Either way, regulators said a thorough examination was needed to identify the root cause of the problems, including a fire on a parked 787 on Monday.
"There are concerns about recent events involving the Boeing 787. That is why today we are conducting a comprehensive review," Transportation Secretary Ray LaHood told a news conference followed by more than 100 reporters around the world.
Those concerns notwithstanding, though, LaHood also maintained the plane was still airworthy.
"I believe this plane is safe and I would have absolutely no reservations about boarding one of these planes and taking a flight," he said.
The review will focus on the 787's advanced electrical systems and cover their design, manufacture and assembly, the Federal Aviation Administration said.
The move comes on top of a separate probe by U.S. safety investigators into a battery fire which caused "serious damage" to an empty Japan Airlines 787 jet at Boston airport on Monday. Early findings of that probe are due next week.
Boeing shares fell 2.5 percent to $75.16 in midday trading. Since December 4, when the first of the recent incidents took place, the stock is up 1.5 percent, underperforming a 4.3 percent gain in the S&P 500.
Much like the company's customers, who have generally stood behind it, analysts give the company good marks for its early response to the crisis.
"Boeing is doing a good job getting in front (as much as a company can) of the FAA situation. My view is that if the FAA deems this as a non-design issue, Boeing will be fine. If this is a design issue, it will be more troublesome because we need to pause the production to fix the design and then proceed," said Morningstar analyst Neal Dihora.
CHALLENGE FOR BOEING'S COMMERCIAL CHIEF
The 787, the world's first mainly carbon-composite airliner, is Boeing's boldest effort to revolutionize commercial aviation by using new technology to cut fuel costs by 20 percent.
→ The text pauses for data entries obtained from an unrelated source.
//! FIFO reconstruction of round-trip trades from raw fills.
//!
//! Fills are grouped by root symbol, ordered by `(timestamp, source_row)` and
//! matched against a per-instrument queue of open lots. A trade is emitted
//! each time the queue returns to flat; a position still open at the end of
//! the file produces a warning and no trade.

use std::collections::{BTreeMap, BTreeSet, VecDeque};
use std::time::Duration;

use chrono::{DateTime, Utc};
use models::{Direction, Execution, ParsedTrade, Side, ValidationError};
use tracing::{debug, warn};
use utils::{resolve_multiplier, InstrumentMetadata};

const QTY_EPSILON: f64 = 1e-9;

#[derive(Debug, Clone)]
struct OpenLot {
    side: Side,
    price: f64,
    quantity_remaining: f64,
}

/// Running totals for the position cycle currently open on one instrument.
#[derive(Debug, Clone)]
struct CycleAggregate {
    direction: Direction,
    entry_time: DateTime<Utc>,
    exit_time: DateTime<Utc>,
    total_qty: f64,
    entry_notional: f64,
    exit_notional: f64,
    pnl: f64,
    match_count: usize,
    commission: f64,
    symbols: BTreeSet<String>,
    first_row: usize,
}

impl CycleAggregate {
    fn start(exec: &Execution) -> Self {
        Self {
            direction: exec.side.opening_direction(),
            entry_time: exec.timestamp,
            exit_time: exec.timestamp,
            total_qty: 0.0,
            entry_notional: 0.0,
            exit_notional: 0.0,
            pnl: 0.0,
            match_count: 0,
            commission: 0.0,
            symbols: BTreeSet::new(),
            first_row: exec.source_row,
        }
    }

    fn add_fill_share(&mut self, exec: &Execution, qty: f64) {
        if exec.quantity > 0.0 {
            self.commission += exec.commission * qty / exec.quantity;
        }
        if !exec.raw_symbol.is_empty() {
            self.symbols.insert(exec.raw_symbol.clone());
        }
    }
}

/// A position the file never closed.
#[derive(Debug, Clone, PartialEq)]
pub struct OpenPosition {
    pub instrument: String,
    pub side: Side,
    pub quantity: f64,
    pub first_row: usize,
}

#[derive(Debug, Clone, Default)]
pub struct FifoOutcome {
    pub trades: Vec<ParsedTrade>,
    pub open_positions: Vec<OpenPosition>,
    pub warnings: Vec<ValidationError>,
}

/// Matches fills into trades, pricing P&L with a contract multiplier source
/// and tagging each trade with the platform it came from.
pub struct FifoMatcher<'a> {
    instruments: &'a dyn InstrumentMetadata,
    source: &'a str,
    warn_on_default_multiplier: bool,
}

impl<'a> FifoMatcher<'a> {
    pub fn new(instruments: &'a dyn InstrumentMetadata, source: &'a str) -> Self {
        Self {
            instruments,
            source,
            warn_on_default_multiplier: true,
        }
    }

    pub fn warn_on_default_multiplier(mut self, enabled: bool) -> Self {
        self.warn_on_default_multiplier = enabled;
        self
    }

    pub fn match_executions(&self, executions: Vec<Execution>) -> FifoOutcome {
        let mut by_instrument: BTreeMap<String, Vec<Execution>> = BTreeMap::new();
        for exec in executions {
            by_instrument.entry(exec.instrument.clone()).or_default().push(exec);
        }

        let mut outcome = FifoOutcome::default();
        for (instrument, execs) in by_instrument {
            debug!("FIFO matching {} fills for {}", execs.len(), instrument);
            self.match_instrument(&instrument, execs, &mut outcome);
        }

        outcome
            .trades
            .sort_by(|a, b| a.date.cmp(&b.date).then(a.source_row.cmp(&b.source_row)));
        outcome
    }

    fn match_instrument(&self, instrument: &str, mut execs: Vec<Execution>, outcome: &mut FifoOutcome) {
        execs.sort_by(|a, b| a.timestamp.cmp(&b.timestamp).then(a.source_row.cmp(&b.source_row)));

        let multiplier = resolve_multiplier(self.instruments, instrument);
        if multiplier.defaulted && self.warn_on_default_multiplier {
            if let Some(first) = execs.first() {
                warn!("No contract multiplier for {}; P&L stays in price points", instrument);
                outcome.warnings.push(
                    ValidationError::warning(
                        first.source_row,
                        "instrument",
                        instrument,
                        format!("No contract multiplier known for {}; P&L is computed in raw price points", instrument),
                    )
                    .with_suggestion("Add the symbol to contract_multipliers in settings.json"),
                );
            }
        }

        let mut queue: VecDeque<OpenLot> = VecDeque::new();
        let mut cycle: Option<CycleAggregate> = None;

        for exec in &execs {
            let mut remaining = exec.quantity;

            while remaining > QTY_EPSILON {
                let opens = queue.front().map_or(true, |lot| lot.side == exec.side);
                if opens {
                    let c = cycle.get_or_insert_with(|| CycleAggregate::start(exec));
                    c.add_fill_share(exec, remaining);
                    queue.push_back(OpenLot {
                        side: exec.side,
                        price: exec.price,
                        quantity_remaining: remaining,
                    });
                    remaining = 0.0;
                    continue;
                }

                let Some(lot) = queue.front_mut() else { break };
                let matched = remaining.min(lot.quantity_remaining);
                let delta = match lot.side {
                    Side::Buy => exec.price - lot.price,
                    Side::Sell => lot.price - exec.price,
                };

                if let Some(c) = cycle.as_mut() {
                    c.total_qty += matched;
                    c.entry_notional += lot.price * matched;
                    c.exit_notional += exec.price * matched;
                    c.pnl += delta * matched * multiplier.value;
                    c.exit_time = exec.timestamp;
                    c.match_count += 1;
                    c.add_fill_share(exec, matched);
                }

                lot.quantity_remaining -= matched;
                remaining -= matched;
                if lot.quantity_remaining <= QTY_EPSILON {
                    queue.pop_front();
                }

                // Flat: close out the cycle. Any remainder opens a fresh one on the next pass.
                if queue.is_empty() {
                    if let Some(done) = cycle.take() {
                        outcome.trades.push(self.finalize(instrument, done));
                    }
                }
            }
        }

        if let Some(front) = queue.front() {
            let quantity: f64 = queue.iter().map(|l| l.quantity_remaining).sum();
            let first_row = cycle.as_ref().map_or(0, |c| c.first_row);
            let direction = front.side.opening_direction();
            warn!("{} {} position of {} never closed; no trade emitted", instrument, direction, quantity);
            outcome.warnings.push(
                ValidationError::warning(
                    first_row,
                    "quantity",
                    format!("{}", quantity),
                    format!(
                        "Open {} position in {} of {} left unmatched at end of file; no trade created",
                        direction, instrument, quantity
                    ),
                )
                .with_suggestion("Export a date range that includes the closing fills"),
            );
            outcome.open_positions.push(OpenPosition {
                instrument: instrument.to_string(),
                side: front.side,
                quantity,
                first_row,
            });
        }
    }

    fn finalize(&self, instrument: &str, c: CycleAggregate) -> ParsedTrade {
        let held = (c.exit_time - c.entry_time).to_std().unwrap_or(Duration::ZERO);
        let symbols: Vec<&str> = c.symbols.iter().map(|s| s.as_str()).collect();
        let mut notes = format!(
            "Imported from {} (FIFO: {} matches, held {}",
            self.source,
            c.match_count,
            humantime::format_duration(held)
        );
        if !symbols.is_empty() {
            notes.push_str(&format!(", contracts {}", symbols.join(", ")));
        }
        notes.push(')');

        ParsedTrade {
            date: Some(c.entry_time),
            exit_date: Some(c.exit_time),
            instrument: instrument.to_string(),
            direction: c.direction,
            entry_price: c.entry_notional / c.total_qty,
            exit_price: c.exit_notional / c.total_qty,
            size: c.total_qty,
            pnl: c.pnl,
            stop_loss: None,
            take_profit: None,
            commission: (c.commission.abs() > QTY_EPSILON).then_some(c.commission),
            notes,
            setup_name: None,
            source_row: c.first_row,
        }
    }
}

#[cfg(test)]
mod tests {
    use super::*;
    use chrono::TimeZone;
    use utils::ContractTable;

    fn approx(a: f64, b: f64) -> bool {
        (a - b).abs() < 1e-6
    }

    fn exec(row: usize, t: i64, side: Side, qty: f64, price: f64) -> Execution {
        exec_on("ES", row, t, side, qty, price)
    }

    fn exec_on(instrument: &str, row: usize, t: i64, side: Side, qty: f64, price: f64) -> Execution {
        Execution {
            timestamp: Utc.with_ymd_and_hms(2024, 1, 2, 14, 30, 0).unwrap() + chrono::Duration::seconds(t),
            instrument: instrument.to_string(),
            raw_symbol: format!("{}H4", instrument),
            side,
            price,
            quantity: qty,
            commission: 0.0,
            source_row: row,
        }
    }

    fn run(execs: Vec<Execution>) -> FifoOutcome {
        let table = ContractTable::new();
        FifoMatcher::new(&table, "Test").match_executions(execs)
    }

    #[test]
    fn test_single_round_trip() {
        let out = run(vec![exec(1, 0, Side::Buy, 2.0, 100.0), exec(2, 1, Side::Sell, 2.0, 110.0)]);
        assert_eq!(out.trades.len(), 1);
        let t = &out.trades[0];
        assert_eq!(t.direction, Direction::Long);
        assert!(approx(t.entry_price, 100.0));
        assert!(approx(t.exit_price, 110.0));
        assert!(approx(t.size, 2.0));
        assert!(approx(t.pnl, 1000.0));
        assert_eq!(t.source_row, 1);
        assert!(out.warnings.is_empty());
        assert!(t.notes.contains("Imported from Test"));
    }

    #[test]
    fn test_partial_close_emits_one_trade() {
        let out = run(vec![
            exec(1, 0, Side::Buy, 3.0, 100.0),
            exec(2, 1, Side::Sell, 1.0, 105.0),
            exec(3, 2, Side::Sell, 2.0, 110.0),
        ]);
        assert_eq!(out.trades.len(), 1);
        let t = &out.trades[0];
        assert!(approx(t.size, 3.0));
        assert!(approx(t.entry_price, 100.0));
        assert!(approx(t.exit_price, (105.0 + 220.0) / 3.0));
        assert!(approx(t.pnl, 1250.0));
        assert_eq!(t.exit_date, Some(exec(3, 2, Side::Sell, 2.0, 110.0).timestamp));
    }

    #[test]
    fn test_flip_leaves_dangling_short() {
        let out = run(vec![exec(1, 0, Side::Buy, 2.0, 100.0), exec(2, 1, Side::Sell, 3.0, 105.0)]);
        assert_eq!(out.trades.len(), 1);
        assert!(approx(out.trades[0].size, 2.0));
        assert!(approx(out.trades[0].pnl, 500.0));
        assert_eq!(out.open_positions.len(), 1);
        assert_eq!(out.open_positions[0].side, Side::Sell);
        assert!(approx(out.open_positions[0].quantity, 1.0));
        assert_eq!(out.warnings.len(), 1);
        assert_eq!(out.warnings[0].field, "quantity");
        assert_eq!(out.warnings[0].row, 2);
    }

    #[test]
    fn test_flip_then_close_gives_two_trades() {
        let out = run(vec![
            exec(1, 0, Side::Buy, 2.0, 100.0),
            exec(2, 1, Side::Sell, 3.0, 105.0),
            exec(3, 2, Side::Buy, 1.0, 101.0),
        ]);
        assert_eq!(out.trades.len(), 2);
        let short = &out.trades[1];
        assert_eq!(short.direction, Direction::Short);
        assert!(approx(short.size, 1.0));
        assert!(approx(short.pnl, 4.0 * 50.0));
        assert_eq!(short.source_row, 2);
        assert!(out.open_positions.is_empty());
    }

    #[test]
    fn test_short_scale_in() {
        let out = run(vec![
            exec(1, 0, Side::Sell, 1.0, 100.0),
            exec(2, 1, Side::Sell, 1.0, 102.0),
            exec(3, 2, Side::Buy, 2.0, 98.0),
        ]);
        let t = &out.trades[0];
        assert_eq!(t.direction, Direction::Short);
        assert!(approx(t.entry_price, 101.0));
        assert!(approx(t.pnl, (2.0 + 4.0) * 50.0));
        assert_eq!(t.notes.matches("matches").count(), 1);
    }

    #[test]
    fn test_quantity_is_conserved() {
        let execs = vec![
            exec(1, 0, Side::Buy, 3.0, 100.0),
            exec(2, 1, Side::Sell, 1.0, 101.0),
            exec(3, 2, Side::Sell, 4.0, 99.0),
            exec(4, 3, Side::Buy, 2.0, 98.0),
            exec(5, 4, Side::Sell, 2.5, 97.0),
            exec_on("NQ", 6, 0, Side::Buy, 1.0, 17000.0),
        ];
        let input: f64 = execs.iter().map(|e| e.quantity).sum();
        let out = run(execs);
        let matched: f64 = out.trades.iter().map(|t| t.size).sum();
        let open: f64 = out.open_positions.iter().map(|p| p.quantity).sum();
        // every matched unit consumed one opening and one closing unit
        assert!(approx(2.0 * matched + open, input));
    }

    #[test]
    fn test_ordering_is_deterministic() {
        let execs = vec![
            exec(1, 0, Side::Buy, 1.0, 100.0),
            exec(2, 0, Side::Buy, 1.0, 101.0),
            exec(3, 5, Side::Sell, 1.0, 104.0),
            exec(4, 5, Side::Sell, 1.0, 103.0),
            exec(5, 9, Side::Sell, 1.0, 90.0),
            exec(6, 12, Side::Buy, 1.0, 91.0),
        ];
        let expected = run(execs.clone()).trades;

        let mut reversed = execs.clone();
        reversed.reverse();
        assert_eq!(run(reversed).trades, expected);

        let mut rotated = execs;
        rotated.rotate_left(3);
        assert_eq!(run(rotated).trades, expected);
    }

    #[test]
    fn test_unknown_multiplier_warns_and_uses_points() {
        let out = run(vec![
            exec_on("XYZ", 1, 0, Side::Buy, 10.0, 5.0),
            exec_on("XYZ", 2, 1, Side::Sell, 10.0, 6.0),
        ]);
        assert!(approx(out.trades[0].pnl, 10.0));
        assert_eq!(out.warnings.len(), 1);
        assert_eq!(out.warnings[0].field, "instrument");

        let table = ContractTable::new();
        let quiet = FifoMatcher::new(&table, "Test")
            .warn_on_default_multiplier(false)
            .match_executions(vec![exec_on("XYZ", 1, 0, Side::Buy, 1.0, 5.0)]);
        assert_eq!(quiet.warnings.len(), 1, "only the open-position warning");
    }

    #[test]
    fn test_commission_is_prorated_across_cycles() {
        let mut open = exec(1, 0, Side::Buy, 2.0, 100.0);
        open.commission = 4.0;
        let mut flip = exec(2, 1, Side::Sell, 4.0, 101.0);
        flip.commission = 8.0;
        let mut close = exec(3, 2, Side::Buy, 2.0, 100.0);
        close.commission = 4.0;

        let out = run(vec![open, flip, close]);
        assert_eq!(out.trades.len(), 2);
        assert!(approx(out.trades[0].commission.unwrap(), 8.0));
        assert!(approx(out.trades[1].commission.unwrap(), 8.0));
    }
}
Each lightweight jet has a list price of $207 million.
Airlines are pleased with the savings, and have so far given the plane their approval, both by ordering more than 800 jets and mostly sticking by it through the current spate of troubles.
After roughly 10 incidents on 787s in six weeks, one jet suffered a cracked cockpit window on Friday, while another had an oil leak.
The review is also a significant test for the recently-appointed chief executive of Boeing's commercial airplanes division, Ray Conner, who attended Friday's news conference.
Conner, who was previously Boeing's commercial sales chief, said the company was committed to making the plane as reliable as possible and that its backup systems had been working well.
"We have complete confidence in the 787 and so do our customers," Conner said.
"The redundancies that we have put into this machine are phenomenal and the airplane performed perfectly in that respect. Now, we'd like to make sure that none of these happen again and that's what we're going to try to do."
A growing media storm about the 787 glitches echoes global publicity a year ago over wing cracks on the A380 superjumbo, built by Boeing's European rival Airbus.
The A380 has also been deemed safe to fly and few airlines have reported a dip in bookings, but the problems are expected to end up costing Airbus up to 500 million euros in repairs.
In both cases, everyday glitches have been swept up in the wider storm of publicity and attracted unusual attention, along with more serious problems.
"I can't think of any similar investigations, but apart from the battery fire, all the other things we have seen are 'so what?'" Paul Hayes, safety director at aviation consultancy Ascend, said of the FAA Boeing review.
The 787 Dreamliner made its first commercial flight in late 2011 after a series of production delays put deliveries more than three years behind schedule. By the end of last year, Boeing had sold 848 Dreamliners. It now has 50 in service.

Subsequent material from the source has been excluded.